Task objective -> The data should be transcribed in its entirety, word for word.
------ Listed entries ------
//! Whole-image unpremultiply conversions using [`imgref`] types.
//!
//! These functions handle strided image buffers using the SIMD-optimized
//! core operations row-by-row.
//!
//! # Consuming conversion (takes ownership)
//!
//! ```rust
//! use rgb::Rgba;
//! use ::imgref::ImgVec;
//! use unpremul::imgref;
//!
//! let img = ImgVec::new(vec![0xFF0A141Eu32; 4], 2, 2);
//! let rgba: ImgVec<Rgba<u8>> = imgref::unpremultiply(img);
//! assert_eq!(rgba.buf()[0], Rgba { r: 10, g: 20, b: 30, a: 255 });
//! ```
//!
//! # Copy conversion (caller provides destination)
//!
//! ```rust
//! use rgb::Rgba;
//! use ::imgref::{ImgVec, ImgRefMut};
//! use unpremul::imgref;
//!
//! let src = ImgVec::new(vec![0xFF0A141Eu32; 4], 2, 2);
//! let mut dst_buf = vec![Rgba::default(); 4];
//! let dst = ImgRefMut::new(&mut dst_buf, 2, 2);
//! imgref::convert_argb_to_rgba(src.as_ref(), dst).unwrap();
//! ```

use alloc::vec::Vec;

use ::imgref::{ImgRef, ImgRefMut, ImgVec};
use rgb::Rgba;

use crate::SizeError;

// ---------------------------------------------------------------------------
// Dimension check
// ---------------------------------------------------------------------------

fn check_dims(sw: usize, sh: usize, dw: usize, dh: usize) -> Result<(), SizeError> {
    if sw != dw || sh != dh {
        Err(SizeError::DimensionMismatch)
    } else {
        Ok(())
    }
}

// ---------------------------------------------------------------------------
// In-place conversion on ImgVec
// ---------------------------------------------------------------------------

/// Convert an `ImgVec<u32>` of premultiplied ARGB words to `ImgVec<Rgba<u8>>`.
///
/// Unpremultiplies row by row in the existing buffer, then repacks each word
/// into an `Rgba<u8>`. The stride is preserved; padding words between rows
/// are carried over untouched (still premultiplied ARGB). The word and pixel
/// types differ in alignment, so the final repack is an element-wise copy
/// rather than a vector reinterpret.
pub fn unpremultiply(mut img: ImgVec<u32>) -> ImgVec<Rgba<u8>> {
    let w = img.width();
    let h = img.height();
    let stride = img.stride();
    for row in img.rows_mut() {
        if row.is_empty() {
            continue;
        }
        let bytes: &mut [u8] = bytemuck::cast_slice_mut(row);
        crate::bytes::argb_to_rgba_inplace(bytes).expect("row is always valid");
    }
    let buf: Vec<Rgba<u8>> = img
        .into_buf()
        .into_iter()
        .map(|word| {
            let [r, g, b, a] = word.to_ne_bytes();
            Rgba { r, g, b, a }
        })
        .collect();
    ImgVec::new_stride(buf, w, h, stride)
}

// ---------------------------------------------------------------------------
// Copy conversion
// ---------------------------------------------------------------------------

/// Convert `ImgRef<u32>` premultiplied ARGB into `ImgRefMut<Rgba<u8>>` by copying.
pub fn convert_argb_to_rgba(
    src: ImgRef<'_, u32>,
    mut dst: ImgRefMut<'_, Rgba<u8>>,
) -> Result<(), SizeError> {
    check_dims(src.width(), src.height(), dst.width(), dst.height())?;
    for (src_row, dst_row) in src.rows().zip(dst.rows_mut()) {
        if src_row.is_empty() {
            continue;
        }
        let s: &[u8] = bytemuck::cast_slice(src_row);
        let d: &mut [u8] = bytemuck::cast_slice_mut(dst_row);
        crate::bytes::argb_to_rgba(s, d)?;
    }
    Ok(())
}

// ---------------------------------------------------------------------------
// Tests
// ---------------------------------------------------------------------------

#[cfg(test)]
mod tests {
    extern crate alloc;
    use super::*;
    use alloc::vec;

    #[test]
    fn unpremultiply_imgvec() {
        let img = ImgVec::new(vec![0xFF0A_141Eu32, 0x8040_2010, 0, 0x0101_0101], 2, 2);
        let out = unpremultiply(img);
        assert_eq!(out.buf()[0], Rgba { r: 10, g: 20, b: 30, a: 255 });
        assert_eq!(out.buf()[1], Rgba { r: 127, g: 63, b: 31, a: 128 });
        assert_eq!(out.buf()[2], Rgba { r: 0, g: 0, b: 0, a: 0 });
        assert_eq!(out.buf()[3], Rgba { r: 255, g: 255, b: 255, a: 1 });
    }

    #[test]
    fn convert_copy_matches_inplace() {
        let words = vec![0xFF00_0000u32, 0x8040_2010, 0x4020_1000, 0xFF10_2030];
        let src = ImgVec::new(words.clone(), 2, 2);
        let mut dst_buf = vec![Rgba::default(); 4];
        {
            let dst = ImgRefMut::new(&mut dst_buf, 2, 2);
            convert_argb_to_rgba(src.as_ref(), dst).unwrap();
        }
        let expected = unpremultiply(ImgVec::new(words, 2, 2));
        assert_eq!(dst_buf, *expected.buf());
    }

    #[test]
    fn dimension_mismatch() {
        let src = ImgVec::new(vec![0u32; 4], 2, 2);
        let mut dst_buf = vec![Rgba::default(); 2];
        let dst = ImgRefMut::new(&mut dst_buf, 2, 1);
        assert_eq!(
            convert_argb_to_rgba(src.as_ref(), dst),
            Err(SizeError::DimensionMismatch)
        );
    }
}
------
Solution to this problem ->
//! Whole-image unpremultiply conversions using [`imgref`] types.
//!
//! These functions handle strided image buffers using the SIMD-optimized
//! core operations row-by-row.
//!
//! # Consuming conversion (takes ownership)
//!
//! ```rust
//! use rgb::Rgba;
//! use ::imgref::ImgVec;
//! use unpremul::imgref;
//!
//! let img = ImgVec::new(vec![0xFF0A141Eu32; 4], 2, 2);
//! let rgba: ImgVec<Rgba<u8>> = imgref::unpremultiply(img);
//! assert_eq!(rgba.buf()[0], Rgba { r: 10, g: 20, b: 30, a: 255 });
//! ```
//!
//! # Copy conversion (caller provides destination)
//!
//! ```rust
//! use rgb::Rgba;
//! use ::imgref::{ImgVec, ImgRefMut};
//! use unpremul::imgref;
//!
//! let src = ImgVec::new(vec![0xFF0A141Eu32; 4], 2, 2);
//! let mut dst_buf = vec![Rgba::default(); 4];
//! let dst = ImgRefMut::new(&mut dst_buf, 2, 2);
//! imgref::convert_argb_to_rgba(src.as_ref(), dst).unwrap();
//! ```

use alloc::vec::Vec;

use ::imgref::{ImgRef, ImgRefMut, ImgVec};
use rgb::Rgba;

use crate::SizeError;

// ---------------------------------------------------------------------------
// Dimension check
// ---------------------------------------------------------------------------

fn check_dims(sw: usize, sh: usize, dw: usize, dh: usize) -> Result<(), SizeError> {
    if sw != dw || sh != dh {
        Err(SizeError::DimensionMismatch)
    } else {
        Ok(())
    }
}

// ---------------------------------------------------------------------------
// In-place conversion on ImgVec
// ---------------------------------------------------------------------------

/// Convert an `ImgVec<u32>` of premultiplied ARGB words to `ImgVec<Rgba<u8>>`.
///
/// Unpremultiplies row by row in the existing buffer, then repacks each word
/// into an `Rgba<u8>`. The stride is preserved; padding words between rows
/// are carried over untouched (still premultiplied ARGB). The word and pixel
/// types differ in alignment, so the final repack is an element-wise copy
/// rather than a vector reinterpret.
pub fn unpremultiply(mut img: ImgVec<u32>) -> ImgVec<Rgba<u8>> {
    let w = img.width();
    let h = img.height();
    let stride = img.stride();
    for row in img.rows_mut() {
        if row.is_empty() {
            continue;
        }
        let bytes: &mut [u8] = bytemuck::cast_slice_mut(row);
        crate::bytes::argb_to_rgba_inplace(bytes).expect("row is always valid");
    }
    let buf: Vec<Rgba<u8>> = img
        .into_buf()
        .into_iter()
        .map(|word| {
            let [r, g, b, a] = word.to_ne_bytes();
            Rgba { r, g, b, a }
        })
        .collect();
    ImgVec::new_stride(buf, w, h, stride)
}

// ---------------------------------------------------------------------------
// Copy conversion
// ---------------------------------------------------------------------------

/// Convert `ImgRef<u32>` premultiplied ARGB into `ImgRefMut<Rgba<u8>>` by copying.
pub fn convert_argb_to_rgba(
    src: ImgRef<'_, u32>,
    mut dst: ImgRefMut<'_, Rgba<u8>>,
) -> Result<(), SizeError> {
    check_dims(src.width(), src.height(), dst.width(), dst.height())?;
    for (src_row, dst_row) in src.rows().zip(dst.rows_mut()) {
        if src_row.is_empty() {
            continue;
        }
        let s: &[u8] = bytemuck::cast_slice(src_row);
        let d: &mut [u8] = bytemuck::cast_slice_mut(dst_row);
        crate::bytes::argb_to_rgba(s, d)?;
    }
    Ok(())
}

// ---------------------------------------------------------------------------
// Tests
// ---------------------------------------------------------------------------

#[cfg(test)]
mod tests {
    extern crate alloc;
    use super::*;
    use alloc::vec;

    #[test]
    fn unpremultiply_imgvec() {
        let img = ImgVec::new(vec![0xFF0A_141Eu32, 0x8040_2010, 0, 0x0101_0101], 2, 2);
        let out = unpremultiply(img);
        assert_eq!(out.buf()[0], Rgba { r: 10, g: 20, b: 30, a: 255 });
        assert_eq!(out.buf()[1], Rgba { r: 127, g: 63, b: 31, a: 128 });
        assert_eq!(out.buf()[2], Rgba { r: 0, g: 0, b: 0, a: 0 });
        assert_eq!(out.buf()[3], Rgba { r: 255, g: 255, b: 255, a: 1 });
    }

    #[test]
    fn convert_copy_matches_inplace() {
        let words = vec![0xFF00_0000u32, 0x8040_2010, 0x4020_1000, 0xFF10_2030];
        let src = ImgVec::new(words.clone(), 2, 2);
        let mut dst_buf = vec![Rgba::default(); 4];
        {
            let dst = ImgRefMut::new(&mut dst_buf, 2, 2);
            convert_argb_to_rgba(src.as_ref(), dst).unwrap();
        }
        let expected = unpremultiply(ImgVec::new(words, 2, 2));
        assert_eq!(dst_buf, *expected.buf());
    }

    #[test]
    fn dimension_mismatch() {
        let src = ImgVec::new(vec![0u32; 4], 2, 2);
        let mut dst_buf = vec![Rgba::default(); 2];
        let dst = ImgRefMut::new(&mut dst_buf, 2, 1);
        assert_eq!(
            convert_argb_to_rgba(src.as_ref(), dst),
            Err(SizeError::DimensionMismatch)
        );
    }
}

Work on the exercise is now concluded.